Introduction to the auxvecLASSO package
In auxvecLASSO: LASSO Auxiliary Variable Selection and Auxiliary Vector Diagnostics

knitr::opts_chunk$set(
  collapse = TRUE,
  comment = "#>"
)

# Load necessary libraries
library(auxvecLASSO)
library(survey)
library(sampling)
library(dplyr)

# Set seed for reproducibility
set.seed(123)

Introduction

Auxiliary variables can greatly improve performance when using models in survey data analyses, for example in contexts like survey calibration, imputation or prediction. Traditional methods for variable selection, such as the commonly used stepwise forward selection method, have several drawbacks: they are greedy/myopic, sensitive to small changes in data, and may often lead to selecting irrelevant variables due to inflated Type I Errors.

In contrast, the LASSO (Least Absolute Shrinkage and Selection Operator) offers several advantages: simultaneous selection and shrinkage, stability even in high-dimensional settings, computational efficiency, and discouraging overfitting, leading to models that tend to generalize better to new data. In short, viewing auxiliary variable selection as a prediction/statistical learning problem can offer many advantages (see also, for example, Caughey & Hartman (2017) doi:10.2139/ssrn.3494436 and Mainzer et al. (2024) PMC7615727.

The auxvecLASSO package provides tools for selecting auxiliary variables using LASSO and conducting diagnostics related to survey calibration. The main function selection_auxiliary_variables_lasso_cv() allows users to perform LASSO-penalized regression (logistic regression for binary outcomes or linear regression for continuous outcomes) with cross-validation to select auxiliary variables for modeling one or more outcome variables. It allows for the inclusion of all two-way interactions among the auxiliary variables and the option to enforce a hierarchical structure by keeping certain variables in the model through the use of zero penalty factors.

A relative strength of the package is the accompanying function assess_aux_vector(), which can be used to evaluate the performance of candidate auxiliary vectors.

In this vignette, we demonstrate how to apply the key functions in the auxvecLASSO package using the api dataset from the survey package.

In this example, we will:

Select auxiliary variables using LASSO
Evaluate the chosen auxiliary vector

Dataset

We will work with the api data from the survey package. It contains survey data about the API scores of a population of schools and additional auxiliary variables. Based on the apipop dataset, we will draw a stratified sample which will serve as the point of departure for our modeling.
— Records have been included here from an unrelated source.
//! The table of known file formats.
//!
//! Everything outside of this module refers to formats by name only; a new
//! format is added by adding one [`FileFormatFactory`] to [`FORMATS`].

use super::{
    config::{InputGraphConfig, OutputGraphConfig},
    edgelist::{BinaryEdgelistReader, EdgelistReader},
    format::{GraphReader, GraphWriter, WriteFormat},
    plain_edgelist::PlainEdgelistReader,
};
use crate::{
    error::{domain_error, Result},
    graph::{Graph, GraphInfo},
};
use std::path::Path;

pub type ReaderFactory = fn(&InputGraphConfig) -> Result<Box<dyn GraphReader>>;

pub type WriterFactory = fn(&OutputGraphConfig) -> WriteFormat;

/// What a format can do and how to instantiate it.
pub struct FileFormatFactory {
    pub name: &'static str,
    pub default_extension: &'static str,
    /// `None` for write-only formats.
    pub reader: Option<ReaderFactory>,
    pub writer: WriterFactory,
}

impl FileFormatFactory {
    pub fn create_reader(&self, config: &InputGraphConfig) -> Result<Box<dyn GraphReader>> {
        match self.reader {
            Some(reader) => reader(config),
            None => domain_error(format!("format {} cannot be read", self.name)),
        }
    }

    pub fn create_writer<'a>(
        &self,
        config: &OutputGraphConfig,
        graph: &'a Graph,
        info: GraphInfo,
    ) -> GraphWriter<'a> {
        GraphWriter::new((self.writer)(config), config, graph, info)
    }
}

pub static FORMATS: [FileFormatFactory; 9] = [
    FileFormatFactory {
        name: "coordinates",
        default_extension: "xyz",
        reader: None,
        writer: |_| WriteFormat::Coordinates,
    },
    FileFormatFactory {
        name: "dot",
        default_extension: "dot",
        reader: None,
        writer: |_| WriteFormat::Dot { directed: false },
    },
    FileFormatFactory {
        name: "directed-dot",
        default_extension: "dot",
        reader: None,
        writer: |_| WriteFormat::Dot { directed: true },
    },
    FileFormatFactory {
        name: "edgelist",
        default_extension: "edgelist",
        reader: Some(edgelist_reader),
        writer: |config| WriteFormat::Edgelist {
            header: config.with_header,
            directed: config.directed,
        },
    },
    FileFormatFactory {
        name: "undirected-edgelist",
        default_extension: "edgelist",
        reader: Some(undirected_edgelist_reader),
        writer: |config| WriteFormat::Edgelist {
            header: config.with_header,
            directed: false,
        },
    },
    FileFormatFactory {
        name: "binary-edgelist",
        default_extension: "binary-edgelist",
        reader: Some(binary_edgelist_reader),
        writer: |config| WriteFormat::BinaryEdgelist {
            header: config.with_header,
            directed: config.directed,
            width: config.width,
        },
    },
    FileFormatFactory {
        name: "undirected-binary-edgelist",
        default_extension: "undirected-binary-edgelist",
        reader: Some(undirected_binary_edgelist_reader),
        writer: |config| WriteFormat::BinaryEdgelist {
            header: config.with_header,
            directed: false,
            width: config.width,
        },
    },
    FileFormatFactory {
        name: "xtrapulp",
        default_extension: "xtrapulp",
        reader: Some(xtrapulp_reader),
        writer: |_| WriteFormat::BinaryEdgelist {
            header: false,
            directed: false,
            width: 4,
        },
    },
    FileFormatFactory {
        name: "plain-edgelist",
        default_extension: "plain-edgelist",
        reader: Some(plain_edgelist_reader),
        writer: |_| WriteFormat::PlainEdgelist,
    },
];

fn edgelist_reader(config: &InputGraphConfig) -> Result<Box<dyn GraphReader>> {
    Ok(Box::new(EdgelistReader::open(
        &config.filename,
        config.with_header,
        config.directed,
    )?))
}

fn undirected_edgelist_reader(config: &InputGraphConfig) -> Result<Box<dyn GraphReader>> {
    Ok(Box::new(EdgelistReader::open(
        &config.filename,
        config.with_header,
        false,
    )?))
}

fn binary_edgelist_reader(config: &InputGraphConfig) -> Result<Box<dyn GraphReader>> {
    Ok(Box::new(BinaryEdgelistReader::open(
        &config.filename,
        config.with_header,
        config.directed,
        config.width,
    )?))
}

fn undirected_binary_edgelist_reader(config: &InputGraphConfig) -> Result<Box<dyn GraphReader>> {
    Ok(Box::new(BinaryEdgelistReader::open(
        &config.filename,
        config.with_header,
        false,
        config.width,
    )?))
}

fn xtrapulp_reader(config: &InputGraphConfig) -> Result<Box<dyn GraphReader>> {
    Ok(Box::new(BinaryEdgelistReader::open(
        &config.filename,
        false,
        false,
        4,
    )?))
}

fn plain_edgelist_reader(config: &InputGraphConfig) -> Result<Box<dyn GraphReader>> {
    Ok(Box::new(PlainEdgelistReader::open(&config.filename)?))
}

/// Looks a format up by name.
pub fn find(name: &str) -> Result<&'static FileFormatFactory> {
    match FORMATS.iter().find(|factory| factory.name == name) {
        Some(factory) => Ok(factory),
        None => domain_error(format!("unknown format {}", name)),
    }
}

/// Looks a format up by the extension of `path`; the first registered
/// format with that extension wins.
pub fn find_by_extension<P: AsRef<Path>>(path: P) -> Option<&'static FileFormatFactory> {
    let extension = path.as_ref().extension()?.to_str()?;
    FORMATS
        .iter()
        .find(|factory| factory.default_extension == extension)
}

#[cfg(test)]
mod tests {
    use super::*;
    use crate::{comm::SingleComm, error::Error};
    use tempfile::tempdir;

    #[test]
    fn test_find() {
        assert_eq!(find("xtrapulp").unwrap().default_extension, "xtrapulp");
        assert!(matches!(find("metis"), Err(Error::Domain(_))));
    }

    #[test]
    fn test_find_by_extension() {
        assert_eq!(find_by_extension("a/b.dot").unwrap().name, "dot");
        assert_eq!(find_by_extension("g.edgelist").unwrap().name, "edgelist");
        assert_eq!(find_by_extension("g.xyz").unwrap().name, "coordinates");
        assert!(find_by_extension("g").is_none());
    }

    #[test]
    fn test_write_only() {
        let config = InputGraphConfig::new("unused.dot");
        assert!(matches!(
            find("dot").unwrap().create_reader(&config),
            Err(Error::Domain(_))
        ));
    }

    #[test]
    fn test_variants() {
        let config = OutputGraphConfig::default().width(8).with_header(true);
        assert_eq!(
            (find("xtrapulp").unwrap().writer)(&config),
            WriteFormat::BinaryEdgelist {
                header: false,
                directed: false,
                width: 4
            }
        );
        assert_eq!(
            (find("undirected-edgelist").unwrap().writer)(&config),
            WriteFormat::Edgelist {
                header: true,
                directed: false
            }
        );
    }

    #[test]
    fn test_dot_directedness_follows_the_name() {
        let config = OutputGraphConfig::default();
        assert!(config.directed);
        assert_eq!(
            (find("dot").unwrap().writer)(&config),
            WriteFormat::Dot { directed: false }
        );
        assert_eq!(
            (find("directed-dot").unwrap().writer)(&config.clone().directed(false)),
            WriteFormat::Dot { directed: true }
        );
    }

    #[test]
    fn test_dot_writes_undirected_graph() {
        let dir = tempdir().unwrap();
        let path = dir.path().join("g.dot");
        let graph = Graph::new((0, 2), vec![(0, 1), (1, 0)]);
        let info = GraphInfo::reduce(&graph, &SingleComm).unwrap();
        let config = OutputGraphConfig::new(&path).format("dot");
        find("dot")
            .unwrap()
            .create_writer(&config, &graph, info)
            .write(&SingleComm)
            .unwrap();
        assert_eq!(std::fs::read_to_string(&path).unwrap(), "graph {\n0 -- 1;\n}\n");
    }

    #[test]
    fn test_unique_names() {
        for (i, a) in FORMATS.iter().enumerate() {
            assert!(FORMATS[i + 1..].iter().all(|b| a.name != b.name));
        }
    }
}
We begin by using the apipop dataset and add some binary variables to it to make calculations as easy as possible. Auxiliary variables can also contain more than two categories, and even be continuous/numerical. See the survey package documentation for more information on allowed formats for auxiliary variables.

# Load the population data
data(api)

# Load the population data file and add binary variables
api_pop <- apipop
api_pop$api00_bin <- as.factor(ifelse(api_pop$api00 > 650, 1, 0))
api_pop$growth_bin <- as.factor(ifelse(api_pop$growth > 25, 1, 0))
api_pop$meals_bin <- as.factor(ifelse(api_pop$meals > 40, 1, 0))
api_pop$ell_bin <- as.factor(ifelse(api_pop$ell > 15, 1, 0))
api_pop$hsg_bin <- as.factor(ifelse(api_pop$hsg > 20, 1, 0))
api_pop$full_bin <- as.factor(ifelse(api_pop$full > 90, 1, 0))
api_pop$sch.wide_bin <- as.factor(ifelse(api_pop$sch.wide == "Yes", 1, 0))
api_pop$awards_bin <- as.factor(ifelse(api_pop$awards == "Yes", 1, 0))
api_pop$comp.imp_bin <- as.factor(ifelse(api_pop$comp.imp == "Yes", 1, 0))
api_pop$stype <- as.factor(api_pop$stype)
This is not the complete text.